- _ASSIGNMENT_: Scan the data. Collect each line that contains the word "output".

- _TASK MATERIAL_:
* * *

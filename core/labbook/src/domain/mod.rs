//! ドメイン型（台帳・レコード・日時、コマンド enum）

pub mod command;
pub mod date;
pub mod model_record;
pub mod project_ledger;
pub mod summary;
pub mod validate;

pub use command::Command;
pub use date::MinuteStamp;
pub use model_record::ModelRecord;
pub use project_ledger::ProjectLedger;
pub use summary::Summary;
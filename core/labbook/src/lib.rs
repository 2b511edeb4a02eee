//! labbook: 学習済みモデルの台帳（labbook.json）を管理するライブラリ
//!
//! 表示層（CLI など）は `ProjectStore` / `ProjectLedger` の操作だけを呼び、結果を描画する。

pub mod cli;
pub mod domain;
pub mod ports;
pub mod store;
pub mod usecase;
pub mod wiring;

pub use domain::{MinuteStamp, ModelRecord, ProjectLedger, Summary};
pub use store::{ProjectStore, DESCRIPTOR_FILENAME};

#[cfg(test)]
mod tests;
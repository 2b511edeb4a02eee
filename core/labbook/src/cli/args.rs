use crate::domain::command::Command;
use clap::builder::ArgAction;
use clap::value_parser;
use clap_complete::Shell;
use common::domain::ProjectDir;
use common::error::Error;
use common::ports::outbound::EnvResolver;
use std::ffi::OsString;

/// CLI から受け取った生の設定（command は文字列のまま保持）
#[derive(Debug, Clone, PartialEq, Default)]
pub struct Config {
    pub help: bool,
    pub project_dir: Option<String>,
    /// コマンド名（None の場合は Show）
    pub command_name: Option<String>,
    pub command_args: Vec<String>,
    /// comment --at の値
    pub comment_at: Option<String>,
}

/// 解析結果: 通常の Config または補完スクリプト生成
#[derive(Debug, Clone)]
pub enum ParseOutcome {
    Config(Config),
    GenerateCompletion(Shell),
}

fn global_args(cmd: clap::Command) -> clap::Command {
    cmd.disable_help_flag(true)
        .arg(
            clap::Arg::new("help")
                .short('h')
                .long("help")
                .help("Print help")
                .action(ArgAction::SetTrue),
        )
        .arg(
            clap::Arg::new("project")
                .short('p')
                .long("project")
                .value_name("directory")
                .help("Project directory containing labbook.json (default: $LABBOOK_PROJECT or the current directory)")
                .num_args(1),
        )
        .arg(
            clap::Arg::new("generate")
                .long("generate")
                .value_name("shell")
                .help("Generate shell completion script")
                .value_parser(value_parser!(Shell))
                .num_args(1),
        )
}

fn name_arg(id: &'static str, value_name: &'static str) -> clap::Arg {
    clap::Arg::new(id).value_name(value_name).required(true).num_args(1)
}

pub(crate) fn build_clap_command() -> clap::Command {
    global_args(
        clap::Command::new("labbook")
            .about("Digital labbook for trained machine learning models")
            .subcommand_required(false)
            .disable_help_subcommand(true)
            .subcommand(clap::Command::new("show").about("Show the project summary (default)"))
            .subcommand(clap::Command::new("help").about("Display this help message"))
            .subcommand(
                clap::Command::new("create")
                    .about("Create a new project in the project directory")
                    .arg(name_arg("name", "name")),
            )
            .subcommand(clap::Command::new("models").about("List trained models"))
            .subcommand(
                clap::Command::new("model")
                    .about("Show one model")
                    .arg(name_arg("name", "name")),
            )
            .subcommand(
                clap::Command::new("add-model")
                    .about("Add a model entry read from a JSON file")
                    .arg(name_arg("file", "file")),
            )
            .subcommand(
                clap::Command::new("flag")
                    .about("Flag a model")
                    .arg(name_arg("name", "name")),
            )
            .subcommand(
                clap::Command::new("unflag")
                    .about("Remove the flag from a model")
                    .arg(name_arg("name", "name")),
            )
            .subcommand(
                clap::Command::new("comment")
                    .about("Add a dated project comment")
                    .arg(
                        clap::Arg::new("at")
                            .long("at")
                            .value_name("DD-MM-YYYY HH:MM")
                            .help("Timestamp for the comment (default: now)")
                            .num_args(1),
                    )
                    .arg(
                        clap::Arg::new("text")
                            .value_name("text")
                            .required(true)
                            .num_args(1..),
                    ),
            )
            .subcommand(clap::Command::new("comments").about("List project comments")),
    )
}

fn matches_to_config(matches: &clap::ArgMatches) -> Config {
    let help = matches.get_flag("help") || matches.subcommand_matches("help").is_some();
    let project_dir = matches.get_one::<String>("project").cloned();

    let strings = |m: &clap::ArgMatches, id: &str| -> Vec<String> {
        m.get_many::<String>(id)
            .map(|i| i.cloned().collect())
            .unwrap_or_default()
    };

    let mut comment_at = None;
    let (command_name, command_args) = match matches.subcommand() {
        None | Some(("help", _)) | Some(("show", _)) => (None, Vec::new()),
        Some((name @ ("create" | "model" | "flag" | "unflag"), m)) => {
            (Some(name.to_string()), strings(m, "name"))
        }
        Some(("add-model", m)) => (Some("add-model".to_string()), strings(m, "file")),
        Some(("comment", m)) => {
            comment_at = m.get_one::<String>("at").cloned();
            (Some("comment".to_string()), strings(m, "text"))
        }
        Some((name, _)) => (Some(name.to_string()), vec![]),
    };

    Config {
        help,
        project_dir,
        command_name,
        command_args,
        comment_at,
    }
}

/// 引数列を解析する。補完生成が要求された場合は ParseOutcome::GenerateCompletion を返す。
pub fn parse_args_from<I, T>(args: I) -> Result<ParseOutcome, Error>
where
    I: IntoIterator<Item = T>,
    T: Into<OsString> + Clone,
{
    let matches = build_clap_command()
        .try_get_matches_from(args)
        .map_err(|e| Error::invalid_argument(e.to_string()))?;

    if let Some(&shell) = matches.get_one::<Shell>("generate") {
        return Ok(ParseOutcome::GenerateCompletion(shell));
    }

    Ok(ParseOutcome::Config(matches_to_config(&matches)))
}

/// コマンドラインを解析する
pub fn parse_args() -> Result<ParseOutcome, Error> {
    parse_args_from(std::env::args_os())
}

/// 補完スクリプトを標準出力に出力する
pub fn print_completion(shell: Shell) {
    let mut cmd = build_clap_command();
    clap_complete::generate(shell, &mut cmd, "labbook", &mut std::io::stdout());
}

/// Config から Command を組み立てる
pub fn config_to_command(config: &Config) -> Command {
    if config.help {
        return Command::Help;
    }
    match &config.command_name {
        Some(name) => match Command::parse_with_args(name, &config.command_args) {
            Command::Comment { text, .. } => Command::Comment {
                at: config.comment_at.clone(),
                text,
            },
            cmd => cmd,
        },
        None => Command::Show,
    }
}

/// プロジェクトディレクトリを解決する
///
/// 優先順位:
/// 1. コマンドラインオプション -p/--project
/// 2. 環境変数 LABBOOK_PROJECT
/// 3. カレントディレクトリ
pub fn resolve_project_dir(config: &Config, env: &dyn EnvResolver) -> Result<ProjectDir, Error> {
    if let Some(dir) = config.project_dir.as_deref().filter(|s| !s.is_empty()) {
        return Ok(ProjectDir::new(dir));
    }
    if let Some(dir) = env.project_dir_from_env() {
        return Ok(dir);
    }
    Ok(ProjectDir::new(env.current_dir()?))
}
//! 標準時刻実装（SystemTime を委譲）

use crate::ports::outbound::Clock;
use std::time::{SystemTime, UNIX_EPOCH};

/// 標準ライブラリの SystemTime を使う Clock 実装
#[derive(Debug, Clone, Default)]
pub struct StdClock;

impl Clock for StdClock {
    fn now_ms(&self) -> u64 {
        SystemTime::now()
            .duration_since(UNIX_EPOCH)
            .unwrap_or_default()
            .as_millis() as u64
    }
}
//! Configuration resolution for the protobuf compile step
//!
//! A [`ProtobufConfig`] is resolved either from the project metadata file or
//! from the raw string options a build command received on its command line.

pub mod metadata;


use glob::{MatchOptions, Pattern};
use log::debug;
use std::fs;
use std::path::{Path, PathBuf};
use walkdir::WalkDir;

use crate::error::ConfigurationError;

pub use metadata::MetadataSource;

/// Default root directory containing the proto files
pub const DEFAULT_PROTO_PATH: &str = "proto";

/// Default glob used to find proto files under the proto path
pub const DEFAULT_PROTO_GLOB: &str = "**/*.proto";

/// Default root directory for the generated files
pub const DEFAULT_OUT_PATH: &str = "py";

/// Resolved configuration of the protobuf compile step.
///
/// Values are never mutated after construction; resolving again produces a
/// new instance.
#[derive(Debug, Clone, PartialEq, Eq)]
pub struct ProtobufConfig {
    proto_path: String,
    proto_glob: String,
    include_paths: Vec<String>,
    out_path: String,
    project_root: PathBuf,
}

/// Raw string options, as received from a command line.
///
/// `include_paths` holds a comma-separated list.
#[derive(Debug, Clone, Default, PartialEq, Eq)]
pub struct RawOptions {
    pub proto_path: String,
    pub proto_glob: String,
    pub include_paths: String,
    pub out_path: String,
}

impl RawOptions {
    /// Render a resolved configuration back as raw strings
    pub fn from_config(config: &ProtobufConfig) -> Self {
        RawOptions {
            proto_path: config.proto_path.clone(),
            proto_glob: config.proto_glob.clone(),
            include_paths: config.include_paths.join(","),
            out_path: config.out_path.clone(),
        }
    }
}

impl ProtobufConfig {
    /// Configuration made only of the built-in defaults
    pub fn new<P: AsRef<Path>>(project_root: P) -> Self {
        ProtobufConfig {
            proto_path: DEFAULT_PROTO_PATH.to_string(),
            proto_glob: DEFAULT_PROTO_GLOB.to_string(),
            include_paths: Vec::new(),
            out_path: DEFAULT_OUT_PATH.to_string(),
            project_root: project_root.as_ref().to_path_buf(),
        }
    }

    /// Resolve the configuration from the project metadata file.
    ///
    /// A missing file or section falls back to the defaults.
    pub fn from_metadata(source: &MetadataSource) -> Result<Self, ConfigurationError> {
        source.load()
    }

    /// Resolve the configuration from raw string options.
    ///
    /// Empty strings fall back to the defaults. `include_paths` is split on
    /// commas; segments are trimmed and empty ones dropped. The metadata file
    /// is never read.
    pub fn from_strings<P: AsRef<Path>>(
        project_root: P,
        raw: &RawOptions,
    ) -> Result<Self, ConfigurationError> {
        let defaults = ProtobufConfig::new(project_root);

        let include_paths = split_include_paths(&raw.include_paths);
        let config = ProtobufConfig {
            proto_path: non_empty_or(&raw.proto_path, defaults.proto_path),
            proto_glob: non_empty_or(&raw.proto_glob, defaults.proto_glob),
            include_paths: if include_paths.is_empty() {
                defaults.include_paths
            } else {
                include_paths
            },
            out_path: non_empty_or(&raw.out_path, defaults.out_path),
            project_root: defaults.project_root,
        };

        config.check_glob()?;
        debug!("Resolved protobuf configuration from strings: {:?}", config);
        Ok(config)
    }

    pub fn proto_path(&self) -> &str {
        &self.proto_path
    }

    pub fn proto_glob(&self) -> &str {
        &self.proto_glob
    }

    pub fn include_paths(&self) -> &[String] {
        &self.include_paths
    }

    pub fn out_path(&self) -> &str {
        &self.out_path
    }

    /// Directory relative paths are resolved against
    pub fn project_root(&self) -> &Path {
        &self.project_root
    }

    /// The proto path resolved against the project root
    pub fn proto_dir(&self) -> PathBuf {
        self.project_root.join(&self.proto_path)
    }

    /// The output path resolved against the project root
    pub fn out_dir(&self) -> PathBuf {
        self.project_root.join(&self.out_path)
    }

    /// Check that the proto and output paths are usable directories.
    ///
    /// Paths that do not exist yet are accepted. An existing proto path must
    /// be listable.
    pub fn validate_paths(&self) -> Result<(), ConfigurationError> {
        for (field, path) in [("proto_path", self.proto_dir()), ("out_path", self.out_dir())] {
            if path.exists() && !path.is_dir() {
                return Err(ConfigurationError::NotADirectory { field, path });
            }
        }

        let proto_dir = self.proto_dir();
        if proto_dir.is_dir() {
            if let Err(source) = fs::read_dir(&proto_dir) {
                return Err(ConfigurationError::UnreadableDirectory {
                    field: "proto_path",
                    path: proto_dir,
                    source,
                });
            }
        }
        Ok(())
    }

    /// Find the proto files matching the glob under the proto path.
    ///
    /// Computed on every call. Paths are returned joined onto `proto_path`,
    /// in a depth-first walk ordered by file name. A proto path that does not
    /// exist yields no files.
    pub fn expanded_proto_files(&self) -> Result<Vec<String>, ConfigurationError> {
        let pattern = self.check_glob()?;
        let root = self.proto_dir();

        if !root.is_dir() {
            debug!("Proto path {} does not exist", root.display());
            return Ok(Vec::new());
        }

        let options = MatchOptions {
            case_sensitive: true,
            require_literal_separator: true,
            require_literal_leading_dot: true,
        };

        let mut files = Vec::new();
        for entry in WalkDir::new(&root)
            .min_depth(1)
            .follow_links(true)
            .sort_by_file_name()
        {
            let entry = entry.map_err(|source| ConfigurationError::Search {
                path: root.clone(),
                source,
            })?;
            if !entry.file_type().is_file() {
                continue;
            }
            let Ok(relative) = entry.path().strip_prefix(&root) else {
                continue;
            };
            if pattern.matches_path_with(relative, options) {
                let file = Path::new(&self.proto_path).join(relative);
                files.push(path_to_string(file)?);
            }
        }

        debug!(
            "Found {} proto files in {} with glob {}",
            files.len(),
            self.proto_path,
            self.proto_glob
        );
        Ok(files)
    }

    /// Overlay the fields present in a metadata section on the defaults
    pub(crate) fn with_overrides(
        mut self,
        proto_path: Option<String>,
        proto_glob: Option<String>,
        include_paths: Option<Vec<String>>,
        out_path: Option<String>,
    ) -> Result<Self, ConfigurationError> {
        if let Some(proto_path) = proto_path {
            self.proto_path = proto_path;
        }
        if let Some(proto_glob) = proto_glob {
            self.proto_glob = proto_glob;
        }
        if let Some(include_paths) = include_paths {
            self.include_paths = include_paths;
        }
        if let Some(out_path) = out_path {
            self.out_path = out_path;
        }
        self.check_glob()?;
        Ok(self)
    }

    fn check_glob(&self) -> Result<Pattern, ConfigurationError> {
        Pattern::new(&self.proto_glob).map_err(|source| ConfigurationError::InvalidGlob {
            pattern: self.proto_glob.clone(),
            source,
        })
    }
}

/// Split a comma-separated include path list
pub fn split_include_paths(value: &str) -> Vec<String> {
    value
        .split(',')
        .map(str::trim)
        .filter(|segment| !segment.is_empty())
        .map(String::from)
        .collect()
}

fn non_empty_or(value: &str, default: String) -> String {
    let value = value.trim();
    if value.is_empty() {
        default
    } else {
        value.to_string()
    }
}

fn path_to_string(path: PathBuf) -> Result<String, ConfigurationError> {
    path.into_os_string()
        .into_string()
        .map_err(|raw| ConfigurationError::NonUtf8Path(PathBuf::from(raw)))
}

* * *

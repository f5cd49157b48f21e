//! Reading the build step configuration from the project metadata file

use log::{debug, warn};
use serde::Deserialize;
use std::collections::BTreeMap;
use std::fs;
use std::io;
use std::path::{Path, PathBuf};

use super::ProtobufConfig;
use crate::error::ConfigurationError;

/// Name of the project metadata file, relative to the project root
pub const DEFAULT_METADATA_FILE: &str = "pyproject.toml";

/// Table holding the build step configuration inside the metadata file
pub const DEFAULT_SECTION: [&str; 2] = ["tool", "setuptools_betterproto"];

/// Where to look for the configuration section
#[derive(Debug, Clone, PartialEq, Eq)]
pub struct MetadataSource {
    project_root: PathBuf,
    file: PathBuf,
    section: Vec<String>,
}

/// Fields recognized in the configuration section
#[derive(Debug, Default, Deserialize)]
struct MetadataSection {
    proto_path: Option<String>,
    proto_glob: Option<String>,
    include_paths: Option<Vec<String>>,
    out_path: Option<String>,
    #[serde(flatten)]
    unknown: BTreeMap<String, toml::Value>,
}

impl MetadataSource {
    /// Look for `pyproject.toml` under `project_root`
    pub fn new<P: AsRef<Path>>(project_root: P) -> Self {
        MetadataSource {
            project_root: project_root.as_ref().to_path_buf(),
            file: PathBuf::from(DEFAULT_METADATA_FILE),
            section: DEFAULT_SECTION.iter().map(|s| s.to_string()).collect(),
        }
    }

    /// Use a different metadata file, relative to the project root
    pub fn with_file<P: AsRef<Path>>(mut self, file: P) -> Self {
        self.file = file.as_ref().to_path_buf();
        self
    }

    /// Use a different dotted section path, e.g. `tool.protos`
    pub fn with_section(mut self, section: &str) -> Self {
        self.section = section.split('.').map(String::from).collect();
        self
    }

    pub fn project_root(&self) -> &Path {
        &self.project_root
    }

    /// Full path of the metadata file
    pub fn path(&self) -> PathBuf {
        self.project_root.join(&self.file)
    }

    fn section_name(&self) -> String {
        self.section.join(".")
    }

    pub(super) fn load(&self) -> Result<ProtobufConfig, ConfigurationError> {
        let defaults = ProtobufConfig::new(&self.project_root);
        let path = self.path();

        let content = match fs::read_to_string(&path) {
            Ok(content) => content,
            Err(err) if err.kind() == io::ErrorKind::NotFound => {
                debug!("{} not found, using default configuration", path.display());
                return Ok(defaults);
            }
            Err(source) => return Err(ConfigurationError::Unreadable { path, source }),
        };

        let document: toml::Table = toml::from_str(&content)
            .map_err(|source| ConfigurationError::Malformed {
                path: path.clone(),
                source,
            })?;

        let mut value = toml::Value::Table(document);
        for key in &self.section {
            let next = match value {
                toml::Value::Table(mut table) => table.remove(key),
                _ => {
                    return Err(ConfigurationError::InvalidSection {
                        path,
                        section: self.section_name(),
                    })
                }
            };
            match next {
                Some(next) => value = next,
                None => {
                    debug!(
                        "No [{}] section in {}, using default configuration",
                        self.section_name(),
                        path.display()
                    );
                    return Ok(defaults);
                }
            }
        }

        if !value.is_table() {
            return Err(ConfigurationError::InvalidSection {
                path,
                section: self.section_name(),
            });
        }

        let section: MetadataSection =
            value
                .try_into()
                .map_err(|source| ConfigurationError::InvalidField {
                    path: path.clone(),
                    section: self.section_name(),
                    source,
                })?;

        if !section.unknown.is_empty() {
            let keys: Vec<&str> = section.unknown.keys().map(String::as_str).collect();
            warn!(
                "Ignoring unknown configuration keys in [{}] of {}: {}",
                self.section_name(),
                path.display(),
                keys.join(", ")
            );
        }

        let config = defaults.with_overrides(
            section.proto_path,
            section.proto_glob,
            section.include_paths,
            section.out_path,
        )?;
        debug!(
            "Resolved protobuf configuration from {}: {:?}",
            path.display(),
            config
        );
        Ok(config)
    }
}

* * *

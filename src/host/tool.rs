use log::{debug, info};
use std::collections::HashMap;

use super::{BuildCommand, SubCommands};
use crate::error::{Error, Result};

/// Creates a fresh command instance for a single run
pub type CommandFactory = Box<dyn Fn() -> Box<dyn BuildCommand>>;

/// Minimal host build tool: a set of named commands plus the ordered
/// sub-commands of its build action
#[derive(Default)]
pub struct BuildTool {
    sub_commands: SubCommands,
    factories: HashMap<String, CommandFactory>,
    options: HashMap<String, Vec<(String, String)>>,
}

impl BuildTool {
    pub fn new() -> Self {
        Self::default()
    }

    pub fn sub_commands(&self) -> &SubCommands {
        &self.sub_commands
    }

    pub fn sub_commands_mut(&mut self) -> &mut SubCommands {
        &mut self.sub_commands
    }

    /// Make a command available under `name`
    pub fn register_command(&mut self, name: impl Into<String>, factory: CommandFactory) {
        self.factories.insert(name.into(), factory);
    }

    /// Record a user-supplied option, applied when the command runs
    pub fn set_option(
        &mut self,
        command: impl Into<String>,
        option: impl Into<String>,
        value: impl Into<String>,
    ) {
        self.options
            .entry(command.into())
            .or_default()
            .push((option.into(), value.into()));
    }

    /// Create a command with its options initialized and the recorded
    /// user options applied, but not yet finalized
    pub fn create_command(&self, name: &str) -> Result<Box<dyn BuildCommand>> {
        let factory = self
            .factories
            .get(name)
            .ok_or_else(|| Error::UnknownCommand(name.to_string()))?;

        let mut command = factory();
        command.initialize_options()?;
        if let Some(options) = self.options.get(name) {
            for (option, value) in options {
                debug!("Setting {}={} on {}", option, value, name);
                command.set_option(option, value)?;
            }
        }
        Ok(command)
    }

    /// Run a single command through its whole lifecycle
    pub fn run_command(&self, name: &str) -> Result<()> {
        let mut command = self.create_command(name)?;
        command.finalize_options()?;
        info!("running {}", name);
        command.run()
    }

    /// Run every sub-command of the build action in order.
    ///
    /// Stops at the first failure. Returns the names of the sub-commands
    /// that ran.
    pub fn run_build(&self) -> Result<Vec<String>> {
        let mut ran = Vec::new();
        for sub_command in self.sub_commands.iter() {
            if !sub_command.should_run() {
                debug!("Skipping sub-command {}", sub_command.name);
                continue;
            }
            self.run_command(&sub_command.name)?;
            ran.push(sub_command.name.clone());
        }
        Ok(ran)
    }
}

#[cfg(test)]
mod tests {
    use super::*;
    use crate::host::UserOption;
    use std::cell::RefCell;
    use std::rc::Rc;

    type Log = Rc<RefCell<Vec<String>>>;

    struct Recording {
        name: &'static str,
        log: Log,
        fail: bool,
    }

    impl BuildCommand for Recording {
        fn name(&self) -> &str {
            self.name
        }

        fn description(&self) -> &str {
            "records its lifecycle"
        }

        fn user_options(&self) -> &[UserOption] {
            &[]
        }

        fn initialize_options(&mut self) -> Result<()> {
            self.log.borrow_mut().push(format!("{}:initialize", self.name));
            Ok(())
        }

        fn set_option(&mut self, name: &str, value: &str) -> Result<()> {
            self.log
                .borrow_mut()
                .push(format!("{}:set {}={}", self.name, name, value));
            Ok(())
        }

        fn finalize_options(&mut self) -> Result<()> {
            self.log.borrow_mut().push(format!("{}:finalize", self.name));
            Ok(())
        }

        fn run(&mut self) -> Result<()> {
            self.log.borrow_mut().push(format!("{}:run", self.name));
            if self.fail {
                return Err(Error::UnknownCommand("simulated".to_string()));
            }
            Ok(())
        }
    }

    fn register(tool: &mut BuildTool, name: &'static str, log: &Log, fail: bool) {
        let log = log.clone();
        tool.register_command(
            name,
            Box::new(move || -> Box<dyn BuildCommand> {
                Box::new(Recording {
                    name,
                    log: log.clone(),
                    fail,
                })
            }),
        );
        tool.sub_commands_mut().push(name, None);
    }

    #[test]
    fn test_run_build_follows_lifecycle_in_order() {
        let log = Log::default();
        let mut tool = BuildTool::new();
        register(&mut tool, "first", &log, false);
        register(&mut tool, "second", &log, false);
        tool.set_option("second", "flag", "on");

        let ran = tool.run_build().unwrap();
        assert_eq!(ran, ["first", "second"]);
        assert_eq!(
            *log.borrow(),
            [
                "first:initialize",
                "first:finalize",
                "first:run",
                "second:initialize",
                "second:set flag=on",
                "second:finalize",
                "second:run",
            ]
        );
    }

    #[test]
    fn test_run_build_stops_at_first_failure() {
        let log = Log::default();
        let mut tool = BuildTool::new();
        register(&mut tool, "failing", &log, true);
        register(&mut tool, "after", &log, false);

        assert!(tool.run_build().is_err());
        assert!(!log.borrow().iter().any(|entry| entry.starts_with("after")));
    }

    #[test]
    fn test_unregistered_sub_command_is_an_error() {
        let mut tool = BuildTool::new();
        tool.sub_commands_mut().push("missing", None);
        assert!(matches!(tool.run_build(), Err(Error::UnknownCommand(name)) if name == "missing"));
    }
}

* * *

- _RESPONSE BOX_:
    /// The output path resolved against the project root
    /// Check that the proto and output paths are usable directories.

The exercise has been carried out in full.